-- Action item --
Filter the entries for the string "ReplayingHttpTransport". Copy each line that has it.

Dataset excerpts
┄┄┄┄┄┄┄┄┄┄
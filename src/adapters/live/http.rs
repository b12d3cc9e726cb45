//! Live adapter for the `HttpTransport` port using blocking reqwest.

use reqwest::blocking::Client;

use crate::ports::http::{HttpRequest, HttpResponse, HttpTransport, Method};

const USER_AGENT: &str = concat!("issue-mirror/", env!("CARGO_PKG_VERSION"));

/// Live transport that performs real network calls.
pub struct LiveHttpTransport {
    client: Client,
}

impl LiveHttpTransport {
    /// Creates a new live transport.
    ///
    /// # Errors
    ///
    /// Returns an error if the TLS backend cannot be initialised.
    pub fn new() -> Result<Self, Box<dyn std::error::Error + Send + Sync>> {
        let client = Client::builder().user_agent(USER_AGENT).build()?;
        Ok(Self { client })
    }
}

impl HttpTransport for LiveHttpTransport {
    fn send(
        &self,
        request: &HttpRequest,
    ) -> Result<HttpResponse, Box<dyn std::error::Error + Send + Sync>> {
        let mut builder = match request.method {
            Method::Get => self.client.get(&request.url),
            Method::Post => self.client.post(&request.url),
        };
        for (name, value) in &request.headers {
            builder = builder.header(name.as_str(), value.as_str());
        }
        if let Some(body) = &request.body {
            builder = builder.json(body);
        }

        let response = builder.send().map_err(|e| -> Box<dyn std::error::Error + Send + Sync> {
            format!("request to {} failed: {e}", request.url).into()
        })?;

        let status = response.status().as_u16();
        let body = response.text().map_err(|e| -> Box<dyn std::error::Error + Send + Sync> {
            format!("failed to read response from {}: {e}", request.url).into()
        })?;

        Ok(HttpResponse { status, body })
    }
}
//! Port traits defining external boundaries.
//!
//! The mirror talks to two outside systems: the network (`http`) and the
//! team/org membership directory consulted by the access policy
//! (`directory`). Transport implementations live in `src/adapters/`; the
//! directory is implemented by [`crate::github::GithubClient`].

pub mod directory;
pub mod http;

pub use directory::{MembershipDirectory, Team};
pub use http::{HttpRequest, HttpResponse, HttpTransport, Method};
//! CLI argument definitions.
//!
//! Every `mirror` input can come from the environment, which is how the
//! GitHub Actions workflow hands them over.

use std::path::PathBuf;

use clap::{Args, Parser, Subcommand, ValueEnum};

use crate::config::{
    non_empty, normalize_api_root, AsanaConfig, GithubConfig, MirrorConfig, ASANA_API_ROOT,
    GITHUB_API_ROOT, GITHUB_ISSUE_FIELD_NAME,
};
use crate::event::IssueEvent;
use crate::policy::PolicyMode;

/// Top-level CLI parser for `issue-mirror`.
#[derive(Debug, Parser)]
#[command(name = "issue-mirror", version, about = "Mirror GitHub issues into Asana tasks")]
pub struct Cli {
    /// Answer all HTTP requests from this cassette instead of the network.
    #[arg(long, global = true, env = "ISSUE_MIRROR_REPLAY", value_name = "CASSETTE")]
    pub replay: Option<PathBuf>,

    /// Log output format.
    #[arg(long, global = true, value_enum, default_value_t = LogFormat::Text, env = "ISSUE_MIRROR_LOG_FORMAT")]
    pub log_format: LogFormat,

    /// The command to execute.
    #[command(subcommand)]
    pub command: Command,
}

/// Log output formats.
#[derive(Debug, Clone, Copy, PartialEq, Eq, ValueEnum)]
pub enum LogFormat {
    /// Human-readable lines.
    Text,
    /// One JSON object per event.
    Json,
}

/// Supported subcommands.
#[derive(Debug, Subcommand)]
pub enum Command {
    /// Mirror one issue into Asana and comment back on it.
    Mirror(MirrorArgs),
    /// Show the Asana task body a Markdown file would produce. No network.
    Preview(PreviewArgs),
}

/// Inputs for `mirror`.
#[derive(Debug, Args)]
pub struct MirrorArgs {
    /// Web URL of the issue.
    #[arg(long, env = "ISSUE_URL")]
    pub issue_url: String,
    /// Issue title.
    #[arg(long, env = "ISSUE_TITLE")]
    pub issue_title: String,
    /// Issue body (Markdown).
    #[arg(long, env = "ISSUE_BODY", default_value = "")]
    pub issue_body: String,
    /// Issue creation time (RFC 3339).
    #[arg(long, env = "ISSUE_TIMESTAMP")]
    pub issue_timestamp: Option<String>,
    /// Login of the user who opened the issue.
    #[arg(long, env = "ACTOR")]
    pub actor: String,
    /// Repository as `org/repo`.
    #[arg(long, env = "REPO")]
    pub repo: String,
    /// Access policy: all, listed-users, repo-team or repo-org.
    #[arg(long, env = "ONLY_REACT_TO", default_value = "")]
    pub only_react_to: String,
    /// Comma-separated logins for the listed-users policy.
    #[arg(long, env = "ALLOWED_USERS")]
    pub allowed_users: Option<String>,
    /// Asana personal access token.
    #[arg(long, env = "ASANA_PAT", hide_env_values = true)]
    pub asana_pat: String,
    /// Asana project gid.
    #[arg(long, env = "ASANA_PROJECT")]
    pub asana_project: String,
    /// Gid of the Asana custom field holding the issue URL.
    #[arg(long, env = "ASANA_GITHUB_ISSUE_CUSTOM_FIELD_GID")]
    pub asana_issue_field_gid: Option<String>,
    /// GitHub token for membership lookups and the comment.
    #[arg(long, env = "REPO_TOKEN", hide_env_values = true)]
    pub repo_token: Option<String>,
    /// Asana API root.
    #[arg(long, env = "ASANA_API_ROOT", default_value = ASANA_API_ROOT)]
    pub asana_api_root: String,
    /// GitHub API root.
    #[arg(long, env = "GITHUB_API_ROOT", default_value = GITHUB_API_ROOT)]
    pub github_api_root: String,
}

impl MirrorArgs {
    /// Builds the run configuration.
    #[must_use]
    pub fn to_config(&self) -> MirrorConfig {
        MirrorConfig {
            asana: AsanaConfig {
                api_root: normalize_api_root(&self.asana_api_root),
                token: self.asana_pat.trim().to_string(),
                project: self.asana_project.trim().to_string(),
                issue_field_gid: non_empty(self.asana_issue_field_gid.as_deref()),
                issue_field_name: GITHUB_ISSUE_FIELD_NAME.to_string(),
            },
            github: GithubConfig {
                api_root: normalize_api_root(&self.github_api_root),
                token: non_empty(self.repo_token.as_deref()),
            },
            policy: PolicyMode::from_setting(&self.only_react_to, self.allowed_users.as_deref()),
        }
    }

    /// Builds the issue event.
    #[must_use]
    pub fn to_event(&self) -> IssueEvent {
        IssueEvent {
            url: self.issue_url.clone(),
            title: self.issue_title.clone(),
            body: self.issue_body.clone(),
            timestamp: non_empty(self.issue_timestamp.as_deref()),
            actor: self.actor.clone(),
            repo: self.repo.clone(),
        }
    }
}

/// Inputs for `preview`.
#[derive(Debug, Args)]
pub struct PreviewArgs {
    /// Markdown file to render; stdin when omitted.
    pub file: Option<PathBuf>,
    /// The project has an issue link custom field, so leave out the backlink.
    #[arg(long)]
    pub linked: bool,
    /// Issue URL used for the backlink.
    #[arg(long, default_value = "https://github.com/")]
    pub issue_url: String,
}
//! Accumulates interactions and writes them out as a cassette.

use std::path::PathBuf;

use super::format::{Cassette, Interaction};
use crate::error::Error;

/// Records interactions in call order.
#[derive(Debug)]
pub struct CassetteRecorder {
    path: PathBuf,
    cassette: Cassette,
}

impl CassetteRecorder {
    /// Creates a recorder that will write to `path`.
    pub fn new(path: impl Into<PathBuf>, name: impl Into<String>, commit: impl Into<String>) -> Self {
        Self { path: path.into(), cassette: Cassette::new(name, commit) }
    }

    /// Appends an interaction, numbering it after the previous one.
    pub fn record(
        &mut self,
        port: impl Into<String>,
        method: impl Into<String>,
        input: serde_json::Value,
        output: serde_json::Value,
    ) {
        let seq = self.cassette.interactions.len() as u64;
        self.cassette.interactions.push(Interaction {
            seq,
            port: port.into(),
            method: method.into(),
            input,
            output,
        });
    }

    /// Number of interactions recorded so far.
    #[must_use]
    pub fn len(&self) -> usize {
        self.cassette.interactions.len()
    }

    /// Whether nothing has been recorded yet.
    #[must_use]
    pub fn is_empty(&self) -> bool {
        self.cassette.interactions.is_empty()
    }

    /// Writes everything recorded so far. Can be called more than once.
    ///
    /// # Errors
    ///
    /// Returns an error if the cassette cannot be written.
    pub fn save(&self) -> Result<PathBuf, Error> {
        self.cassette.save(&self.path)?;
        Ok(self.path.clone())
    }
}
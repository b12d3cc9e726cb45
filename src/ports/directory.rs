//! Membership directory port used by the access policy.

use serde::{Deserialize, Serialize};

use crate::error::LookupError;

/// A team with access to a repository.
#[derive(Debug, Clone, PartialEq, Eq, Serialize, Deserialize)]
pub struct Team {
    /// Members endpoint, possibly carrying a `{/member}` URI template suffix.
    pub members_url: String,
}

/// Read-only lookups against the organisation directory.
///
/// Every method is fatal on failure: a broken lookup must not be mistaken
/// for "nobody is a member".
pub trait MembershipDirectory {
    /// Teams associated with `repo` (`"org/repo"`), in directory order.
    ///
    /// # Errors
    ///
    /// Returns a [`LookupError`] on any non-success response.
    fn repo_teams(&self, repo: &str) -> Result<Vec<Team>, LookupError>;

    /// Logins of the members of `team`.
    ///
    /// # Errors
    ///
    /// Returns a [`LookupError`] on any non-success response.
    fn team_members(&self, repo: &str, team: &Team) -> Result<Vec<String>, LookupError>;

    /// Logins of the members of `org`.
    ///
    /// # Errors
    ///
    /// Returns a [`LookupError`] on any non-success response.
    fn org_members(&self, org: &str) -> Result<Vec<String>, LookupError>;
}
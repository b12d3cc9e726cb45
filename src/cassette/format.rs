//! On-disk cassette layout.

use std::path::Path;

use chrono::{DateTime, Utc};
use serde::{Deserialize, Serialize};

use crate::error::Error;

/// One call made through a port, with what went in and what came back.
#[derive(Debug, Clone, Serialize, Deserialize, PartialEq)]
pub struct Interaction {
    /// Position in the recording, starting at 0.
    pub seq: u64,
    /// Port name (`"http"`).
    pub port: String,
    /// Method invoked on the port (`"send"`).
    pub method: String,
    /// Serialized call arguments.
    pub input: serde_json::Value,
    /// Serialized result, `{"Ok": ..}` or `{"Err": ".."}`.
    pub output: serde_json::Value,
}

/// A named, ordered list of interactions.
#[derive(Debug, Clone, Serialize, Deserialize, PartialEq)]
pub struct Cassette {
    /// Human-readable name.
    pub name: String,
    /// When the recording was made.
    pub recorded_at: DateTime<Utc>,
    /// Source revision the recording was made from.
    pub commit: String,
    /// Interactions in call order.
    pub interactions: Vec<Interaction>,
}

impl Cassette {
    /// An empty cassette stamped with the current time.
    #[must_use]
    pub fn new(name: impl Into<String>, commit: impl Into<String>) -> Self {
        Self { name: name.into(), recorded_at: Utc::now(), commit: commit.into(), interactions: Vec::new() }
    }

    /// Appends an `http`/`send` interaction answering with `status` and `body`.
    ///
    /// Used to script directory and API responses for offline runs.
    pub fn push_http_response(&mut self, status: u16, body: impl Into<String>) {
        let seq = self.interactions.len() as u64;
        self.interactions.push(Interaction {
            seq,
            port: "http".into(),
            method: "send".into(),
            input: serde_json::Value::Null,
            output: serde_json::json!({ "Ok": { "status": status, "body": body.into() } }),
        });
    }

    /// Reads and parses a YAML cassette.
    ///
    /// # Errors
    ///
    /// Returns [`Error::Cassette`] if the file is missing or malformed.
    pub fn load(path: &Path) -> Result<Self, Error> {
        let content = std::fs::read_to_string(path)
            .map_err(|e| Error::Cassette { path: path.to_path_buf(), message: e.to_string() })?;
        serde_yaml::from_str(&content)
            .map_err(|e| Error::Cassette { path: path.to_path_buf(), message: e.to_string() })
    }

    /// Serializes and writes the cassette as YAML.
    ///
    /// # Errors
    ///
    /// Returns [`Error::Cassette`] if serialization or the write fails.
    pub fn save(&self, path: &Path) -> Result<(), Error> {
        let yaml = serde_yaml::to_string(self)
            .map_err(|e| Error::Cassette { path: path.to_path_buf(), message: e.to_string() })?;
        std::fs::write(path, yaml)
            .map_err(|e| Error::Cassette { path: path.to_path_buf(), message: e.to_string() })
    }
}
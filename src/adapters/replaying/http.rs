//! Replaying adapter for the `HttpTransport` port.

use std::sync::{Mutex, PoisonError};

use super::replay_result;
use crate::cassette::format::Cassette;
use crate::cassette::replayer::CassetteReplayer;
use crate::ports::http::{HttpRequest, HttpResponse, HttpTransport};

/// Serves recorded HTTP responses in order and remembers what was asked.
pub struct ReplayingHttpTransport {
    replayer: Mutex<CassetteReplayer>,
    requests: Mutex<Vec<HttpRequest>>,
}

impl ReplayingHttpTransport {
    /// Creates a transport backed by the given replayer.
    #[must_use]
    pub fn new(replayer: CassetteReplayer) -> Self {
        Self { replayer: Mutex::new(replayer), requests: Mutex::new(Vec::new()) }
    }

    /// Creates a transport serving the interactions of `cassette`.
    #[must_use]
    pub fn from_cassette(cassette: &Cassette) -> Self {
        Self::new(CassetteReplayer::new(cassette))
    }

    /// Every request received so far, in order.
    #[must_use]
    pub fn requests(&self) -> Vec<HttpRequest> {
        self.requests.lock().unwrap_or_else(PoisonError::into_inner).clone()
    }

    /// Interactions left unserved.
    #[must_use]
    pub fn remaining(&self) -> usize {
        self.replayer.lock().unwrap_or_else(PoisonError::into_inner).remaining()
    }
}

impl HttpTransport for ReplayingHttpTransport {
    fn send(
        &self,
        request: &HttpRequest,
    ) -> Result<HttpResponse, Box<dyn std::error::Error + Send + Sync>> {
        self.requests.lock().unwrap_or_else(PoisonError::into_inner).push(request.clone());
        let interaction = self
            .replayer
            .lock()
            .unwrap_or_else(PoisonError::into_inner)
            .next_interaction("http", "send")?;
        replay_result(interaction.output)
    }
}
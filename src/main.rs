//! Binary entrypoint for the `issue-mirror` CLI.

use std::process::ExitCode;

fn main() -> ExitCode {
    // Local runs may keep their settings in a .env file.
    let _ = dotenvy::dotenv();

    match issue_mirror::run(std::env::args_os()) {
        Ok(()) => ExitCode::SUCCESS,
        Err(err) => {
            eprintln!("{err}");
            ExitCode::FAILURE
        }
    }
}
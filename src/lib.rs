//! Mirror GitHub issues into Asana tasks.
//!
//! One invocation handles one newly opened issue: check the access policy,
//! create an Asana task from the sanitized issue body, then comment on the
//! issue with the task's permalink.

pub mod adapters;
pub mod asana;
pub mod cassette;
pub mod cli;
pub mod commands;
pub mod compose;
pub mod config;
pub mod context;
pub mod error;
pub mod event;
pub mod github;
pub mod logging;
pub mod mirror;
pub mod policy;
pub mod ports;
pub mod sanitize;

use clap::Parser;

pub use error::Error;

/// Run the CLI with the provided arguments.
///
/// `--help` and `--version` print and return `Ok`.
///
/// # Errors
///
/// Returns an error when argument parsing fails or command execution fails.
pub fn run<I, T>(args: I) -> Result<(), Error>
where
    I: IntoIterator<Item = T>,
    T: Into<std::ffi::OsString> + Clone,
{
    let cli = match cli::Cli::try_parse_from(args) {
        Ok(cli) => cli,
        Err(err) if !err.use_stderr() => {
            print!("{err}");
            return Ok(());
        }
        Err(err) => return Err(Error::Usage(err.to_string())),
    };

    logging::init(cli.log_format);
    commands::dispatch(&cli)
}

#[cfg(test)]
mod tests {
    use super::run;

    #[test]
    fn run_prints_help() {
        assert!(run(["issue-mirror", "--help"]).is_ok());
    }

    #[test]
    fn run_errors_on_unknown_subcommand() {
        let err = run(["issue-mirror", "unknown"]).unwrap_err();
        assert!(err.to_string().contains("unrecognized subcommand"));
    }
}
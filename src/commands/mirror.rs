//! `mirror`: the workflow entry point.

use std::path::Path;

use crate::cli::MirrorArgs;
use crate::context::ServiceContext;
use crate::error::Error;
use crate::mirror::{Mirror, MirrorReport};

/// Mirrors the issue described by `args`.
///
/// A denied actor, a failed task or a failed comment all end successfully;
/// only a broken membership lookup (or broken local setup) is an error.
///
/// # Errors
///
/// Returns [`Error::Lookup`] when the access policy could not reach the
/// directory, or a setup error from the service context.
pub fn run(args: &MirrorArgs, replay: Option<&Path>) -> Result<(), Error> {
    let config = args.to_config();
    let event = args.to_event();
    let ctx = ServiceContext::select(replay)?;

    let result = Mirror::new(&config, ctx.http.as_ref()).run(&event);

    // Keep whatever was recorded even when the run failed.
    if let Some(path) = ctx.finish()? {
        tracing::info!(path = %path.display(), "recording saved");
    }

    match result? {
        MirrorReport::Denied => tracing::info!("issue not mirrored: actor not allowed"),
        MirrorReport::TaskFailed { reason } => tracing::warn!(%reason, "issue not mirrored"),
        MirrorReport::Mirrored { permalink, content_changed, .. } => {
            tracing::info!(%permalink, content_changed, "issue mirrored");
        }
    }
    Ok(())
}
┄┄┄┄┄┄┄┄┄┄
-- Expected output --
pub struct ReplayingHttpTransport {
impl ReplayingHttpTransport {
impl HttpTransport for ReplayingHttpTransport {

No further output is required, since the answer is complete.